Avec Devilman Crybaby, Masaaki Yuasa frappe un grand coup. C’est une avalanche de violence, de sexe, d’une jeunesse en proie à ses démons, où la lueur de l’humanité se disperse. Avec cette série d’animation bestiale, Netflix diffuse la première claque de l’année.
L’original « Devilman », paru en 1972, racontait l’histoire d’un adolescent timide, Akira Fudo, dont la vie prend un tournant différent quand il devient possédé par un démon. Avec l’aide de son ami Ryo Asuka, Akira réussit à surmonter sa volonté perverse et à utiliser ses pouvoirs pour combattre d’autres démons, devenant « Devilman ». La version de Yuasa, quant à elle, fidèle à l’intrigue, est un versant plus moderne du matériel de base : plus abrupt, plus euphorisant.
Le premier épisode de la série donne rapidement le ton : dans une zone désaffectée, la jeunesse du monde jouit de fêtes endiablées sous amphétamine, d’orgies consuméristes faites d’alcool, de sexe et de drogue. Dans cette atmosphère nébuleuse malmenée par une techno minimale incandescente, placardé par un visuel psychédélique voire abstrait, Devilman Crybaby hausse le ton et dégaine sa violence gore durant cette fête qui se nomme le « Sabbath ».
L’humanité, derrière ses mœurs volatiles, ouvre la porte de l’enfer et voit l’apparition de démons, au sens propre et cinématographique du terme, qui tuent la moindre parcelle de chair fraîche. Une boucherie totale, où le sang tapisse les murs sans vergogne. D’entrée Devilman Crybaby marque la rétine d’une empreinte esthétique crasse et calcinée, avec sa trans féconde qui mélange le plaisir macabre à une déshumanisation accablante.
Sauf que la gravure visuelle, sa violence, ses festivités morbides, sa sexualisation féminine à outrance, n’est pas qu’une simple gageure opportune. Derrière ce magma qui suinte la fièvre, ce pari grandiloquent, se cache une série qui fourmille d’idées, et détient une sensation de perdition presque totale. Devilman Crybaby est une claque sans nom, qui parsème son aura d’une respiration aussi humaine que nihiliste. L’enjeu est là : les méandres de l’humanité. Où est le démon qui est en nous ? Où se situe la limite de notre humanité ?

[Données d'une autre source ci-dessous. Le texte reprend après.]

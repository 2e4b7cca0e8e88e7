//! Transaction ledger: durable commit outcomes plus live-registry bookkeeping.

mod file;
mod registry;

pub(crate) use file::{range_end, range_first};
pub use file::LEDGER_VERSION;

use crate::error::{CoreError, CoreResult};
use crate::types::{TxId, TxStatus, RANGE_COUNT, RANGE_SWITCH_HEADROOM, RESERVATION_BATCH};
use crate::view::{TransactionView, TxKind};
use file::LedgerFile;
use parking_lot::Mutex;
use registry::Registry;
use tracing::debug;
use versodb_storage::StorageBackend;

/// The transaction ledger.
///
/// Records every transaction's commit/rollback outcome as one durable bit,
/// keyed by id across four recycling id ranges, and tracks which ids are
/// still live or remembered by live transactions.
///
/// All state sits behind one internal mutex, which makes registration and
/// unregistration a global synchronization point. That bottleneck is part
/// of the design; callers hold the lock only for short, bounded work.
pub struct TransactionLedger {
    inner: Mutex<Inner>,
}

struct Inner {
    file: LedgerFile,
    registry: Registry,
    /// Last id actually issued, per range.
    issued: [u32; RANGE_COUNT as usize],
    /// Highest id whose bitmap page is reserved and persisted, per range.
    reserved: [u32; RANGE_COUNT as usize],
    sync_on_commit: bool,
}

impl TransactionLedger {
    /// Opens the ledger over a byte store, initializing it when empty.
    ///
    /// After a crash, issuance resumes from the persisted last-used
    /// watermark; ids inside an unfinished reservation batch are skipped
    /// and read as rolled back forever.
    pub fn open(backend: Box<dyn StorageBackend>, sync_on_commit: bool) -> CoreResult<Self> {
        let file = LedgerFile::open(backend)?;
        let mut issued = [0u32; RANGE_COUNT as usize];
        for (range, slot) in issued.iter_mut().enumerate() {
            *slot = file.last_used(range as u8);
        }

        Ok(Self {
            inner: Mutex::new(Inner {
                file,
                registry: Registry::default(),
                issued,
                reserved: issued,
                sync_on_commit,
            }),
        })
    }

    /// Resolves the status of a transaction id.
    ///
    /// The second value is the sentinel equivalent when the outcome has
    /// become permanent for all observers: callers use it to rewrite
    /// stored record metadata so future checks skip the ledger.
    pub fn status(&self, id: TxId) -> CoreResult<(TxStatus, Option<TxId>)> {
        if id == TxId::ALWAYS_COMMITTED {
            return Ok((TxStatus::GlobalCommitted, None));
        }
        if id == TxId::NEVER_COMMITTED {
            return Ok((TxStatus::GlobalRolledBack, None));
        }

        let inner = self.inner.lock();
        Self::status_locked(&inner, id)
    }

    fn status_locked(inner: &Inner, id: TxId) -> CoreResult<(TxStatus, Option<TxId>)> {
        if inner.registry.is_running(id) {
            return Ok((TxStatus::Busy, None));
        }

        if inner.file.commit_bit(id)? {
            // Committed becomes permanent once no still-relevant transaction
            // could order against it.
            let permanent = match inner.registry.lowest_referred(id.range()) {
                None => true,
                Some(low) => id < low,
            };
            if permanent {
                Ok((TxStatus::GlobalCommitted, Some(TxId::ALWAYS_COMMITTED)))
            } else {
                Ok((TxStatus::LocalCommitted, None))
            }
        } else if inner.registry.is_live(id) {
            // Finished without commit but the transaction object still
            // exists; only it could ever have seen its own writes.
            Ok((TxStatus::LocalRolledBack, None))
        } else {
            Ok((TxStatus::GlobalRolledBack, Some(TxId::NEVER_COMMITTED)))
        }
    }

    /// Registers a new transaction, assigning the next sequential id from
    /// the current range and snapshotting every currently-running id.
    ///
    /// # Errors
    ///
    /// - `RangeExhausted` for a client transaction once the current range
    ///   is within its switching headroom; no id is issued.
    /// - `Internal` if the range is truly out of ids.
    pub fn register(&self, kind: TxKind) -> CoreResult<TransactionView> {
        let mut inner = self.inner.lock();

        let range = inner.file.current_range();
        let next = u64::from(inner.issued[range as usize]) + 1;
        let end = range_end(range);

        if next >= end {
            return Err(CoreError::internal(format!("range {range} fully exhausted")));
        }
        let remaining = end - next;
        if kind == TxKind::Client && remaining < u64::from(RANGE_SWITCH_HEADROOM) {
            return Err(CoreError::RangeExhausted {
                range,
                remaining: remaining as u32,
            });
        }

        let id = TxId::new(next as u32);
        if id.as_u32() > inner.reserved[range as usize] {
            let watermark =
                (next + u64::from(RESERVATION_BATCH) - 1).min(end - 1) as u32;
            inner.file.ensure_pages_for(TxId::new(watermark))?;
            inner.file.set_last_used(range, watermark)?;
            inner.file.sync()?;
            inner.reserved[range as usize] = watermark;
        }
        inner.issued[range as usize] = id.as_u32();

        let earlier = inner.registry.committable_ids();
        for &other in &earlier {
            inner.registry.add_ref(other)?;
        }
        inner.registry.insert_new(id, earlier.clone());

        Ok(TransactionView::new(id, kind, earlier))
    }

    /// Records a transaction's terminal outcome.
    ///
    /// A commit writes the durable bit (and syncs when configured); either
    /// way the id stops being committable. One-shot: a second finish is an
    /// `Internal` error.
    pub fn set_finished(&self, id: TxId, commit: bool) -> CoreResult<()> {
        let mut inner = self.inner.lock();
        inner.registry.set_finished(id)?;
        if commit {
            inner.file.set_commit_bit(id)?;
            if inner.sync_on_commit {
                inner.file.sync()?;
            }
        }
        Ok(())
    }

    /// Releases a finished view's registry bookkeeping.
    ///
    /// Every id on the view's earlier-running snapshot loses one
    /// reference, entries reaching zero cascade out, and the per-range
    /// lowest-referred summaries are recomputed.
    pub fn unregister(&self, view: &TransactionView) -> CoreResult<()> {
        let mut inner = self.inner.lock();
        inner.registry.unregister(view.id())
    }

    /// Switches id issuance to the next range.
    ///
    /// # Errors
    ///
    /// `Internal` if either the outgoing or the incoming range is still
    /// referenced by any live or remembered transaction.
    pub fn switch_to_next_range(&self) -> CoreResult<()> {
        let mut inner = self.inner.lock();
        let current = inner.file.current_range();
        let next = (current + 1) % RANGE_COUNT as u8;

        if inner.registry.any_referred_in_range(current) {
            return Err(CoreError::internal(format!(
                "range switch while outgoing range {current} is referenced"
            )));
        }
        if inner.registry.any_referred_in_range(next) {
            return Err(CoreError::internal(format!(
                "range switch while incoming range {next} is referenced"
            )));
        }

        inner.file.set_current_range(next)?;
        inner.file.sync()?;
        debug!(from = current, to = next, "switched transaction id range");
        Ok(())
    }

    /// Clears a range for reuse: zeroes its bitmap pages and resets its
    /// last-used id to the range's first id.
    ///
    /// # Errors
    ///
    /// `Internal` if the range is referenced by any live or remembered
    /// transaction.
    pub fn clear_range(&self, range: u8) -> CoreResult<()> {
        if u32::from(range) >= RANGE_COUNT {
            return Err(CoreError::invalid_argument(format!(
                "range {range} out of bounds"
            )));
        }
        let mut inner = self.inner.lock();
        if inner.registry.any_referred_in_range(range) {
            return Err(CoreError::internal(format!(
                "clear of referenced range {range}"
            )));
        }

        inner.file.clear_range_pages(range)?;
        let first = range_first(range);
        inner.file.set_last_used(range, first)?;
        inner.issued[range as usize] = first;
        inner.reserved[range as usize] = first;
        inner.file.sync()?;
        debug!(range, "cleared transaction id range");
        Ok(())
    }

    /// Pair-permanence test for two resolved non-sentinel ids.
    ///
    /// Decides whether the visibility verdict derived from `a` and `b`
    /// can never change for any observer, past or future.
    pub fn is_visibility_nontrivial_permanent(&self, a: TxId, b: TxId) -> CoreResult<bool> {
        let (a, b) = if a <= b { (a, b) } else { (b, a) };
        let inner = self.inner.lock();

        if a == b {
            return Ok(!inner.registry.is_live(a));
        }

        let bit_a = inner.file.commit_bit(a)?;
        let bit_b = inner.file.commit_bit(b)?;
        if bit_a != bit_b {
            return Ok(false);
        }

        if !bit_a {
            // Both uncommitted: permanent once neither transaction exists.
            return Ok(!inner.registry.is_live(a) && !inner.registry.is_live(b));
        }

        // Both committed: an id between them could have observed the two
        // as ordered differently, and cross-range permanence is never
        // attempted.
        Ok(a.range() == b.range() && !inner.registry.any_referred_in(a, b))
    }

    /// Whether the current range has entered its switching headroom, so a
    /// range switch is due.
    pub fn in_switch_headroom(&self) -> bool {
        let inner = self.inner.lock();
        let range = inner.file.current_range();
        let next = u64::from(inner.issued[range as usize]) + 1;
        range_end(range).saturating_sub(next) < u64::from(RANGE_SWITCH_HEADROOM)
    }

    /// Current range index.
    pub fn current_range(&self) -> u8 {
        self.inner.lock().file.current_range()
    }

    /// Number of live plus remembered registry entries.
    pub fn registered_count(&self) -> usize {
        self.inner.lock().registry.len()
    }

    /// Syncs all ledger state to durable storage.
    pub fn sync(&self) -> CoreResult<()> {
        self.inner.lock().file.sync()
    }

    /// Forces the issuance cursor for a range, pre-reserving the rest of
    /// the range so no bitmap extension is triggered.
    #[cfg(test)]
    pub(crate) fn force_issued(&self, range: u8, id: u32) {
        let mut inner = self.inner.lock();
        inner.issued[range as usize] = id;
        inner.reserved[range as usize] = (range_end(range) - 1) as u32;
    }
}

impl std::fmt::Debug for TransactionLedger {
    fn fmt(&self, f: &mut std::fmt::Formatter<'_>) -> std::fmt::Result {
        let inner = self.inner.lock();
        f.debug_struct("TransactionLedger")
            .field("current_range", &inner.file.current_range())
            .field("registered", &inner.registry.len())
            .finish_non_exhaustive()
    }
}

Dans cette interrogation funeste, la série ne s’enlise pas dans une psychanalyse poussée, mais appuie sur ce qu’il sait faire de mieux : proposer des personnages attachants mais gangrenés par une haine qui va les pousser à monter le curseur de la violence. Akira et Ryo, les meilleurs amis du monde vont petit à petit se déchirer car leurs visions du monde s’avèrent être différentes. L’un veut sauver le monde alors qu’un démon l’habite et l’autre veut voir naître le chaos. Le bien et le mal ne font qu’un.
Pourtant, sous leurs enveloppes humaines, se nourrit un démon amer et carnassier. Avec son format court, sa nonchalance gore, sa course contre la montre, Devilman Crybaby rappelle le plaisir assoiffé que pouvait procurer la série Lastman. Mais la série animée se veut plus sombre, plus désarticulée dans sa réalisation, moins axée sur l’aspect burlesque : noir c’est noir selon l’adage.
Cette farandole démoniaque, cette débauche d’excès, cette action animée épileptique, ne parait jamais gratuite au regard de la violence psychologique qui émane des personnages. Tout comme Paranoia Agent de Satoshi Kon, la série n’est pas qu’un simple défouloir : mais un portrait d’une société compétitrice, une jeunesse poussée dans ses derniers retranchements, aussi voyeuriste que déviante, qui délaisse ses individus et vit dans l’accumulation de regrets. Devilman Crybaby a cette odeur d’autodestruction incommensurable.
Certes, la thématique, cette haine de l’humain qui se dégage de la série n’est pas nouvelle. Mais la cohérence présentée entre le visuel au trait baroque et la thématique fait mouche et rend le tout impressionnant de maîtrise, comme pouvaient l’être des films d’animations sanguinolents comme Ninja Scroll de Yoshiaki Kawajiri.